The biggest headache many retirement company chief investment officers face is data.
Several CIOs at the RPA Convergence CIO Roundtable and Think Tank event pointed to nonstandard data from numerous sources as an ongoing difficulty in their profession.
Investment data services do not always provide information or analyses in the most efficient ways for CIOs to benchmark portfolios or screen investment options, for example, several attendees said. Another big issue is that plan record keepers do not provide participant data in a common format.
“One of the things we’re trying to do is get all of the electronic feeds from all of our different record keepers sent to [FRA Plan Tools] so they can get them into this tracking software,” said Bob Wagner, CIO at Strategic Retirement Partners. “The thing that is really difficult for us is that everybody has their own way of doing things.”
Industry groups are working to solve that problem. Earlier this year, the Spark Institute and Defined Contribution Institutional Investment Association launched an initiative for a common file type on which record keepers could agree. That consistency would allow companies to share information about plans and participants easily.
Another concern is data about the investments themselves. While mutual funds and ETFs represent a big chunk of the assets in 401(k)s, other vehicles, such as collective investment trusts and separately managed accounts, can make it difficult for CIOs to analyze portfolios and screen and track investments. Data providers like Morningstar have abundant CIT information, but investment managers must voluntarily provide data, and it can sometimes be incomplete.
And while mutual fund firms often replicate mutual fund strategies in CITs, the underlying holdings might not always match completely. That can be a problem if the mutual fund versions of those products are being used for tracking and performance history.
“Whenever we’re trying to analyze these or run through some kind of a monitoring system, a lot of these investments are very lacking as far as their data goes, so that’s always one of our biggest challenges,” Wagner said. That leads to the question: “What the heck is this that this person has in their portfolio?”
CIOs also have concerns about whether they are always using the right share class, given the proliferation of different types, he noted.

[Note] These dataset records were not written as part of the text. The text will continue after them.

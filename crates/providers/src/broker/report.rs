use relay_core::broker::TokenBrokerStatus;
use relay_core::llm::GatewayError;

use super::{BrokerReply, BrokerRequest, BrokerSettings, TokenBroker};

/// Sends the caller's text straight to the broker and renders what came back.
pub async fn token_status<B: TokenBroker>(
    broker: &B,
    text: &str,
    settings: &BrokerSettings,
) -> Result<String, GatewayError> {
    let request = BrokerRequest::passthrough(text, settings);
    let reply = broker.query(&request).await?;
    Ok(render(&reply))
}

pub fn render(reply: &BrokerReply) -> String {
    if reply.data.is_none() {
        let t = reply.text.trim();
        return if t.is_empty() {
            "No response from token broker.".to_string()
        } else {
            t.to_string()
        };
    }
    match reply.status() {
        TokenBrokerStatus::Acquired {
            token,
            acquired_at,
            expires_at,
        } => format!(
            "Copilot Token Acquired\n\nExpires: {expires_at}\nAcquired: {acquired_at}\n\nToken:\n```\n{token}\n```\n"
        ),
        TokenBrokerStatus::AuthorizationPending {
            user_code,
            verification_uri,
        } => format!(
            "GitHub Authorization Required\n\nVisit: {verification_uri}\nEnter code: {user_code}\n\nSend another message after authorizing."
        ),
        TokenBrokerStatus::Other(status) => {
            let mut out = format!("Status: {status}\n");
            let extra = reply.text.trim();
            if !extra.starts_with('{') && !extra.is_empty() {
                out.push('\n');
                out.push_str(extra);
            }
            out
        }
    }
}

#[cfg(test)]
mod tests {
    use super::*;
    use crate::broker::tests::{FakeBroker, ACQUIRED, PENDING};

    #[test]
    fn acquired_report_shows_token_and_times() {
        let out = render(&BrokerReply::parse(ACQUIRED.to_string()));
        assert!(out.starts_with("Copilot Token Acquired"));
        assert!(out.contains("Expires: 2026-01-01T00:30:00Z"));
        assert!(out.contains("tid=9;proxy-ep=proxy.example.com;"));
    }

    #[test]
    fn pending_report_shows_code() {
        let out = render(&BrokerReply::parse(PENDING.to_string()));
        assert!(out.contains("Visit: https://github.com/login/device"));
        assert!(out.contains("Enter code: ABCD-1234"));
    }

    #[test]
    fn other_and_free_text() {
        let out = render(&BrokerReply::parse(
            "token revoked\n```json\n{\"status\":\"revoked\"}\n```".to_string(),
        ));
        assert!(out.starts_with("Status: revoked"));
        assert!(out.contains("token revoked"));

        assert_eq!(render(&BrokerReply::parse("hello".into())), "hello");
        assert_eq!(
            render(&BrokerReply::parse("   ".into())),
            "No response from token broker."
        );
    }

    #[tokio::test]
    async fn reset_directive_reaches_broker() {
        let broker = FakeBroker::new(&[r#"{"status":"reset"}"#], &[]);
        let out = token_status(&broker, "reset", &BrokerSettings::default())
            .await
            .unwrap();
        assert_eq!(out.trim(), "Status: reset");
        let seen = broker.seen.lock().unwrap();
        assert!(seen[0].parameters.reset);
        assert_eq!(seen[0].query, "reset");
    }
}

“That’s always my big nightmare,” Wagner said. “Did we put the right class share in this account? Are we going to get sued because we were off by 2 basis points?”
The emergence of environmental, social and governance criteria poses a further challenge, as data and ratings firms evaluate such investments differently, and there does not appear to be any metric for how ESG factors translate to performance, he said.
Several CIOs cited difficulties making holdings-based analyses of portfolios using Morningstar services. That is in part because monthly CIT data is reported as much as two weeks behind that of mutual funds, meaning that performance data can be a month old by the time it becomes available, one CIO said.
Another pointed to difficulty comparing factor exposure for different mutual funds. That can be done by building return attribution models, another CIO suggested, though that itself can be challenging, that CIO noted. Recent changes to Morningstar’s services, such as limitations on index data to 10 years when doing return attribution, haven’t helped, several attendees said.
In the past year, Morningstar has made updates to its Direct and Advisor Workstation services that have made them appear more user-friendly but have come with limitations, according to the CIO. Those changes have reduced the level of information available for geographic exposure for equities and fixed-income security analysis, among other problems they cited. That has resulted in less ability to generate detailed, custom reports.
Last year, Morningstar replaced the Quicktake feature from its Direct and Advisor Workstation services with the current feature, Morningstar Report, a company spokesperson wrote in response to InvestmentNews.
“The new Morningstar report is a presentation of curated information on a single investment that we believe is most important across the individual investor, adviser and institutional segments globally,” the statement read. “It is not intended to be an exhaustive showcase of all our data and analytics. Our other reports, products and tools provide the more specific capabilities and features mentioned by your sources.”
The company welcomes feedback and “is committed to addressing client concerns and requests regarding missing information, missing features, and relocated information,” the spokesperson wrote.
Regarding data for non-mutual-fund and ETF products, Morningstar over the past several years has “made significant investments in our data-collection to making data reporting on CITs, Separately Managed Accounts (SMAs) and model portfolios easier and more consistent,” the company stated. “We also broke our CIT, SMA and model portfolios data into three distinct universes in May 2019, meaning our clients can search and compare similar vehicles within each universe.”
The wild market volatility this year has shown how much damage investors can do to their portfolios by trading at an inopportune time.
“We’re a huge proponent of the managed account solution,” said Jamie Battmer, CIO at Resources Investment Advisors. “There are a lot of benefits — the empirical data benefits to the end participant — but it almost creates a more opaque structure.”
And the lack of data investment performance immediately available to plan sponsors and participants can help prevent them from “making the exact wrong decision at the exact wrong time,” he said.